◆ Collected data entries:

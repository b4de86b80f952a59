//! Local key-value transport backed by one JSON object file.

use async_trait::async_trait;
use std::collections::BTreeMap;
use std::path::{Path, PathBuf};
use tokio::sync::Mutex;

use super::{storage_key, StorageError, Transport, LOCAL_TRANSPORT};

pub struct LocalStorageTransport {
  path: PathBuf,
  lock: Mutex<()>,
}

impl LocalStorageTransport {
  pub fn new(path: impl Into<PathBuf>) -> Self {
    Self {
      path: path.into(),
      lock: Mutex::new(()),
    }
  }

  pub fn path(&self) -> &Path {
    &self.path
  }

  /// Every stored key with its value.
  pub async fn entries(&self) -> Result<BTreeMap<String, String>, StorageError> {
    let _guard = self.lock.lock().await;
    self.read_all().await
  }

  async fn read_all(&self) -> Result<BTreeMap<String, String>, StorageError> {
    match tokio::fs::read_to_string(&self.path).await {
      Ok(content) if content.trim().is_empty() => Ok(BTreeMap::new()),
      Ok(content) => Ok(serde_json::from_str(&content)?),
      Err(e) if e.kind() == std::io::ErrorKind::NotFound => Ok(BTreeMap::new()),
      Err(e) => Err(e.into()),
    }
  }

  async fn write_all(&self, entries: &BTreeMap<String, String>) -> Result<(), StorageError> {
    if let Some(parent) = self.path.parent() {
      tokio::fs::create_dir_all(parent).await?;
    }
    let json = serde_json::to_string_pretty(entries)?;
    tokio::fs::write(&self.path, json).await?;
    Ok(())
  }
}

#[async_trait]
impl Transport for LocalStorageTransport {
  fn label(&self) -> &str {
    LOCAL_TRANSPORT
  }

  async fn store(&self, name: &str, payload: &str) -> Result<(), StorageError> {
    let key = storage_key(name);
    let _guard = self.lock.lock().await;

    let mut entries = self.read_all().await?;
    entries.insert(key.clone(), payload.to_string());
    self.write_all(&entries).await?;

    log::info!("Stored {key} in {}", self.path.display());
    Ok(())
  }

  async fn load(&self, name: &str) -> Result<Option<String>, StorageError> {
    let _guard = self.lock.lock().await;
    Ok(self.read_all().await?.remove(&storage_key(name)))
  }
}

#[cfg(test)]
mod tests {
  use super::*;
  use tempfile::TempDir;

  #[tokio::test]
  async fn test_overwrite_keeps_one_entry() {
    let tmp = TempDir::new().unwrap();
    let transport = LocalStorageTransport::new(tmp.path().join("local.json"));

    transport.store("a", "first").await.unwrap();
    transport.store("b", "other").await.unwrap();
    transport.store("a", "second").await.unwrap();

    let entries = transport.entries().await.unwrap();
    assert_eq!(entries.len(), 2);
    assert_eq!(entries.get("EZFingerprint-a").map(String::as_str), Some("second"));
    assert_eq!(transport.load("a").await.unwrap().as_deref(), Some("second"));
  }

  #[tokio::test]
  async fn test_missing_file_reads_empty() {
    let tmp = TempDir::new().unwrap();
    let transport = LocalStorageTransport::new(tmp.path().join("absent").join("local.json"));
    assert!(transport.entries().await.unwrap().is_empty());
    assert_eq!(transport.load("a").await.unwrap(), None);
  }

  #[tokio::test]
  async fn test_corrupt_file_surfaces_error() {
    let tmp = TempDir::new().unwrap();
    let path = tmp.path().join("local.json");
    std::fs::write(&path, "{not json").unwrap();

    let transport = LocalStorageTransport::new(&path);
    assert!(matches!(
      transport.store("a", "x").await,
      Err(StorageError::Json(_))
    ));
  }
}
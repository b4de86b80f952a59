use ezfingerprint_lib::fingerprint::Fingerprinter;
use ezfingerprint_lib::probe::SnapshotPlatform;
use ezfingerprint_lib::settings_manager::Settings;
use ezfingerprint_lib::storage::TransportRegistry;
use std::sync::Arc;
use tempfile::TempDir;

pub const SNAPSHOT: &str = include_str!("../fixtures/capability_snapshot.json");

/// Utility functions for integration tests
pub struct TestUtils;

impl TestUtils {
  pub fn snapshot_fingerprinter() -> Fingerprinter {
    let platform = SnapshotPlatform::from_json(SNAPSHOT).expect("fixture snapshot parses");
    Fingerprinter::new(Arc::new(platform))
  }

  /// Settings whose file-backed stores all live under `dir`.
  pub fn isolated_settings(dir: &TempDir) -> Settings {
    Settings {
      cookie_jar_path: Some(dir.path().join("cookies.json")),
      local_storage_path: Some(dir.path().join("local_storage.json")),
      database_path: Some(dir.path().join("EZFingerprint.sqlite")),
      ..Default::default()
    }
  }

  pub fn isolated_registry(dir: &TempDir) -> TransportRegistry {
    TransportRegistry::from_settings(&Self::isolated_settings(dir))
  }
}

...

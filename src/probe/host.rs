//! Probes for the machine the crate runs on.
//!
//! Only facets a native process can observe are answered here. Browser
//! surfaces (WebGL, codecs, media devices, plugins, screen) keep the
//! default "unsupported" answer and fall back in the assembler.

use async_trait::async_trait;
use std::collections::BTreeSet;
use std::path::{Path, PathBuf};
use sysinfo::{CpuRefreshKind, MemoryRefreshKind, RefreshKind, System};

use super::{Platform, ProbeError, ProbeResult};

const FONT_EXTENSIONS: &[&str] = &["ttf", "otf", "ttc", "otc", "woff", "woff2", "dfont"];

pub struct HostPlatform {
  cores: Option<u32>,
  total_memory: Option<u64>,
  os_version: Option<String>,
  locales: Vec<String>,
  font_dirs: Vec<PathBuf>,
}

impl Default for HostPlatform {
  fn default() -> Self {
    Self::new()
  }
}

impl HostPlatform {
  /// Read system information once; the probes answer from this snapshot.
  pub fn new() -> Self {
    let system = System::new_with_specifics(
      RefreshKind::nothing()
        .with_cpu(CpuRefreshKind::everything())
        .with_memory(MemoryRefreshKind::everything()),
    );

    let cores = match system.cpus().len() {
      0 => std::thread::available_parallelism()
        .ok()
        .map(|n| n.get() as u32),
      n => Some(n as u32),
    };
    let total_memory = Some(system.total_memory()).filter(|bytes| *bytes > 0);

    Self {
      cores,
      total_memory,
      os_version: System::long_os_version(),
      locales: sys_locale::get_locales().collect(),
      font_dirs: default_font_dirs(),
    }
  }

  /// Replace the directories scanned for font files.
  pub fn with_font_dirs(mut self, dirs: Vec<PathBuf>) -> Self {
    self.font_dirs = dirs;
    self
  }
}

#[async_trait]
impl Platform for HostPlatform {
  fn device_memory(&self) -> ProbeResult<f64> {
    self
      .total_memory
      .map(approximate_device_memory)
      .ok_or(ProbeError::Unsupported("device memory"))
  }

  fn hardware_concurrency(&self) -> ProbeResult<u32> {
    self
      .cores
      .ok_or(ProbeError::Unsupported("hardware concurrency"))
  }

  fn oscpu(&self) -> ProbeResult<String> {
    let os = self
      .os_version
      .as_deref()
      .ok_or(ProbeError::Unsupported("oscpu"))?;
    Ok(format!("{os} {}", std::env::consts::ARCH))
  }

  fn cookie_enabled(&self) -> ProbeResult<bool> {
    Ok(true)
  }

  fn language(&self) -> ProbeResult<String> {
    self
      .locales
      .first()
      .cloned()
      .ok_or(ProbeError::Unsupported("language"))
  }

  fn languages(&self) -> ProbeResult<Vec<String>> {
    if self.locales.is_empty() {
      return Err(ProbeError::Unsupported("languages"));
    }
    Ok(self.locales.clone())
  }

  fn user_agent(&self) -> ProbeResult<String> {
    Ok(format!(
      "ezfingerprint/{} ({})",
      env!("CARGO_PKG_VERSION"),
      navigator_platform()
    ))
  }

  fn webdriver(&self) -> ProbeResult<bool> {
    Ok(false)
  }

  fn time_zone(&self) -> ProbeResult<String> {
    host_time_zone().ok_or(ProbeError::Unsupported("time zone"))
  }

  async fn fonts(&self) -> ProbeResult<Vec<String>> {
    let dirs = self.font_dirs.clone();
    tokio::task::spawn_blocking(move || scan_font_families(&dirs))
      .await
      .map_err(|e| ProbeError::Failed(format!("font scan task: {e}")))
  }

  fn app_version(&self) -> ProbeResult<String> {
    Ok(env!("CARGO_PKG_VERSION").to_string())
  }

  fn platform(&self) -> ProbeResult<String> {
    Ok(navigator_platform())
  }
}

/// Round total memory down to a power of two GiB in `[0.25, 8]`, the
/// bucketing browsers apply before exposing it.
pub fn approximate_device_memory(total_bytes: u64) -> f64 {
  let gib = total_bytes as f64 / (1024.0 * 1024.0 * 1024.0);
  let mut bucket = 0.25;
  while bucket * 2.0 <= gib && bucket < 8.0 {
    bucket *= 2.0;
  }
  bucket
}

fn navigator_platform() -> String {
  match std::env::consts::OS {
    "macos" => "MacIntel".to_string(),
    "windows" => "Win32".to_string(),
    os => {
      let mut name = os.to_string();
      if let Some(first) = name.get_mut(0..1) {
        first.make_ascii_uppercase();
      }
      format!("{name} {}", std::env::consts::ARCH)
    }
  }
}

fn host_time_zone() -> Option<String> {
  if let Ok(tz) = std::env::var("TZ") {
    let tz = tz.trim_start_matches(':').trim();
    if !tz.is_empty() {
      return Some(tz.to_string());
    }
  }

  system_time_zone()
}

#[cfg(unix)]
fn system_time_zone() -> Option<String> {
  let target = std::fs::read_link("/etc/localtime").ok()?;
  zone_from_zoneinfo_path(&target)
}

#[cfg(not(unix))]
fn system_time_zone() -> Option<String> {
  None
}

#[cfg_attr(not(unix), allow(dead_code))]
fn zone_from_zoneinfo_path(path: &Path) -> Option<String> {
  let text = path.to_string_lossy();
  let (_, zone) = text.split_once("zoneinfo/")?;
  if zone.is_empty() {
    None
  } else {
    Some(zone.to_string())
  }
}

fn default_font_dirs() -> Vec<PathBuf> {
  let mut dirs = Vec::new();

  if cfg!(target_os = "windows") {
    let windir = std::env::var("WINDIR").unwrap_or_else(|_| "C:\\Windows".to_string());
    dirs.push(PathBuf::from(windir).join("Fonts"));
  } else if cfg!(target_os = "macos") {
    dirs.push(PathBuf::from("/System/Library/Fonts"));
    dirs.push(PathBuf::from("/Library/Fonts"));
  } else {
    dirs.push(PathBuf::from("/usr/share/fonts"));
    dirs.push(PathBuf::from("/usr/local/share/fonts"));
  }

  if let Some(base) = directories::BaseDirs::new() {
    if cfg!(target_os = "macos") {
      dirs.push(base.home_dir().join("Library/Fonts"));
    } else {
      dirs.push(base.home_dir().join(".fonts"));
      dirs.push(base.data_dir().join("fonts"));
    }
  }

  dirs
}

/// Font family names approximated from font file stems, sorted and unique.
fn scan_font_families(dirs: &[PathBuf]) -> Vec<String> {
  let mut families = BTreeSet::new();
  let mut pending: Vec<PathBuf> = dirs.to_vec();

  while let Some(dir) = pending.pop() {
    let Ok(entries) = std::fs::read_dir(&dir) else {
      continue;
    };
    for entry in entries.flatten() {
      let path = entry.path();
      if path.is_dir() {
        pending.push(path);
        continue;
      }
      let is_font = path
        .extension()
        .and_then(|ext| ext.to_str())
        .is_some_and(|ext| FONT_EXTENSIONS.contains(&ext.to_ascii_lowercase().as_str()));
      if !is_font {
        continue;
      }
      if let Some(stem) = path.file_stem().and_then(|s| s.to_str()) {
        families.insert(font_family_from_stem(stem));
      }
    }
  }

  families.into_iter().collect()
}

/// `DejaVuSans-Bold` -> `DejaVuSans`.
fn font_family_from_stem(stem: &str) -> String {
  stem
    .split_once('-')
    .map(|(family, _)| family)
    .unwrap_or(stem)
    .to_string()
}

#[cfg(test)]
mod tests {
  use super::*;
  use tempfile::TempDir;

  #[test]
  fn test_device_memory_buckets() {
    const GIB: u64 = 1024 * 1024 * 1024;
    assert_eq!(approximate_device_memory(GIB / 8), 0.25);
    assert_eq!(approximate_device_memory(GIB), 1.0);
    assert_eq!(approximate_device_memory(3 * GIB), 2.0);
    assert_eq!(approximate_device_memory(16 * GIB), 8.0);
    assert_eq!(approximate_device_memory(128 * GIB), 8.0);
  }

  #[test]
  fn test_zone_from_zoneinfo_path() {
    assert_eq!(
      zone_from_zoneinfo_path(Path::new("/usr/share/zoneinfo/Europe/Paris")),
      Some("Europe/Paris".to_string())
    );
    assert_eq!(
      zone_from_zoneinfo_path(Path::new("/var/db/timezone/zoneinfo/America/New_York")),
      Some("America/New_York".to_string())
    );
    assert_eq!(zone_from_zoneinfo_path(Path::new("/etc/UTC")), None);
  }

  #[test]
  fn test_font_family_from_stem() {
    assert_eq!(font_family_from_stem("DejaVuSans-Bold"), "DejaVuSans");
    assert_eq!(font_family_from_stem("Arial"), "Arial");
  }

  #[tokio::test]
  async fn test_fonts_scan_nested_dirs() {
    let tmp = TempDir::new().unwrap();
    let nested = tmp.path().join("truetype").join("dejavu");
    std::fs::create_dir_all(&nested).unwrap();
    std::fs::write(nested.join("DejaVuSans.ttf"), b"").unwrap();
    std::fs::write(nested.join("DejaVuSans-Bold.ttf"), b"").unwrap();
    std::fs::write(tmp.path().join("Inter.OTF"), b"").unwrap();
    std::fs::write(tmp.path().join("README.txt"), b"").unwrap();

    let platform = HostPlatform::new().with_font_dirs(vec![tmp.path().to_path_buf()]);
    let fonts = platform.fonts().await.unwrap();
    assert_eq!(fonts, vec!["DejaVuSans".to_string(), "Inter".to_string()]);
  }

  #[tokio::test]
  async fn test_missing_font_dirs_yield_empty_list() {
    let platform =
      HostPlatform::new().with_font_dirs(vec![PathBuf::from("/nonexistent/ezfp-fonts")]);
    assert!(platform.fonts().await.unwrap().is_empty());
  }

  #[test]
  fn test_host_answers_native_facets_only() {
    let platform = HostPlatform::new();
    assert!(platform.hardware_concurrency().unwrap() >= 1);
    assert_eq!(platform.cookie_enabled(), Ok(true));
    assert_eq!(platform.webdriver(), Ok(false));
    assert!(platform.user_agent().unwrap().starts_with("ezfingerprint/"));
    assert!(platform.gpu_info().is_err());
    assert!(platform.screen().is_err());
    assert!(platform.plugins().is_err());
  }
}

◆ WORK ORDER: Return a word-for-word copy of the lines above from the one holding "use ezfingerprint_lib::settings_manager::Settings;" through the one holding "pub fn snapshot_fingerprinter()", with both of them included and nothing besides.

◆ PROBLEM SOLUTION:
use ezfingerprint_lib::settings_manager::Settings;
use ezfingerprint_lib::storage::TransportRegistry;
use std::sync::Arc;
use tempfile::TempDir;

pub const SNAPSHOT: &str = include_str!("../fixtures/capability_snapshot.json");

/// Utility functions for integration tests
pub struct TestUtils;

impl TestUtils {
  pub fn snapshot_fingerprinter() -> Fingerprinter {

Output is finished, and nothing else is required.